Merino lots recorded gains across most microns, but crossbred fleece values, after the extraordinary advancement the week prior week, fell by up to 130 cents, prompting some firm seller resistance. 

By the end of the week over nearly 20 per cent of of crossbred wool was passed in. 

The week closed with the Eastern Market Indicator (EMI) falling by 11 cents to finish at 1849 cents per kilogram, back 25c in US terms to US1336c/kg.

Scott Carmody, AWI trade consultant, said this is a perfect example of the dangerous observation of looking at the EMI in isolation.

“This clearly didn’t indicate the direction that Merino wools took last week, or indeed the extent of the crossbred falls in the crossbred sector,” Mr Carmody said.

“Obviously the end uses of wool types and descriptions are completely different not only between the differing sheep breeds, but additionally within breeds, so drilling down to individual type areas is essential for the clearer market signals.”

AWEX market information manager Lionel Plunkett said there was some orders that caused the crossbred prices to spike and now they have disappeared.

“There was reasonable demand for these types of wools because there were orders for outerwear garments which crossbred wool goes into,” he said. 

“It jumped up quickly and got a bit ahead of itself, now it is coming back.” 

Mr Plunkett said there was issues around shipping dates as well as the increasing crossbred supply. 

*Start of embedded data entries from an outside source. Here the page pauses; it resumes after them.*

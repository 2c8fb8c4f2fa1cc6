//! Individual validation rules.
//!
//! Each rule is a pure function returning `Ok(())` on success or the
//! specific [`ValidationError`] on failure.

use crate::board::domain::{ValidatableValue, ValidationError};
use chrono::{DateTime, NaiveDate, NaiveDateTime, Utc};

/// Date-time layouts accepted in addition to RFC 3339.
const NAIVE_DATE_TIME_FORMATS: [&str; 2] = ["%Y-%m-%dT%H:%M:%S", "%Y-%m-%dT%H:%M"];

/// Checks that the stringified value is non-empty after trimming.
///
/// # Errors
///
/// Returns [`ValidationError::Required`] for blank values.
pub fn check_required(value: &ValidatableValue) -> Result<(), ValidationError> {
    if value.to_string().trim().is_empty() {
        return Err(ValidationError::Required);
    }
    Ok(())
}

/// Checks that `text` has at least `min` characters.
///
/// # Errors
///
/// Returns [`ValidationError::TooShort`] when the text is shorter.
pub fn check_min_length(text: &str, min: usize) -> Result<(), ValidationError> {
    let actual = text.chars().count();
    if actual < min {
        return Err(ValidationError::TooShort { min, actual });
    }
    Ok(())
}

/// Checks that `text` has at most `max` characters.
///
/// # Errors
///
/// Returns [`ValidationError::TooLong`] when the text is longer.
pub fn check_max_length(text: &str, max: usize) -> Result<(), ValidationError> {
    let actual = text.chars().count();
    if actual > max {
        return Err(ValidationError::TooLong { max, actual });
    }
    Ok(())
}

/// Checks that `text` is a date no earlier than `now`.
///
/// The result depends on `now`, so a deadline that passes today fails once
/// the deadline has gone by.
///
/// # Errors
///
/// Returns [`ValidationError::InvalidDate`] when the text does not parse
/// and [`ValidationError::DateInPast`] when it lies before `now`.
pub fn check_future_date(text: &str, now: DateTime<Utc>) -> Result<(), ValidationError> {
    let date = parse_date(text).ok_or_else(|| ValidationError::InvalidDate(text.to_owned()))?;
    if date < now {
        return Err(ValidationError::DateInPast(text.to_owned()));
    }
    Ok(())
}

/// Parses a user-entered date.
///
/// Accepts RFC 3339 timestamps, bare `YYYY-MM-DD` dates (midnight UTC) and
/// `YYYY-MM-DDTHH:MM[:SS]` without an offset (UTC).
#[must_use]
pub fn parse_date(text: &str) -> Option<DateTime<Utc>> {
    let trimmed = text.trim();
    if let Ok(timestamp) = DateTime::parse_from_rfc3339(trimmed) {
        return Some(timestamp.with_timezone(&Utc));
    }
    if let Ok(date) = NaiveDate::parse_from_str(trimmed, "%Y-%m-%d") {
        return date.and_hms_opt(0, 0, 0).map(|midnight| midnight.and_utc());
    }
    NAIVE_DATE_TIME_FORMATS
        .iter()
        .find_map(|format| NaiveDateTime::parse_from_str(trimmed, format).ok())
        .map(|naive| naive.and_utc())
}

“We are coming into the usual part of the season where we get those larger crossbred wool volumes,” he said. 

“And the rough weather out of Sydney a few weeks ago had an impact on shipping timelines which disrupted some of the ships coming into port.

“But it was definitely a two-tired market there in terms of what is happening between crossbreds and Merinos.” 

He said there was also a bit of reluctance to commit at this late stage before the Christmas recess. 

This week the offering jumped substantially to around 49,000 bales for the final sale for a month for the Christmas recess. 

At time of print, the single selling centre of Melbourne on Tuesday opened strongly with better Merino fleeces 15 to 25 cents dearer while crossbred wool, with its biggest offering for the year, was still fairing softer dropping 15c.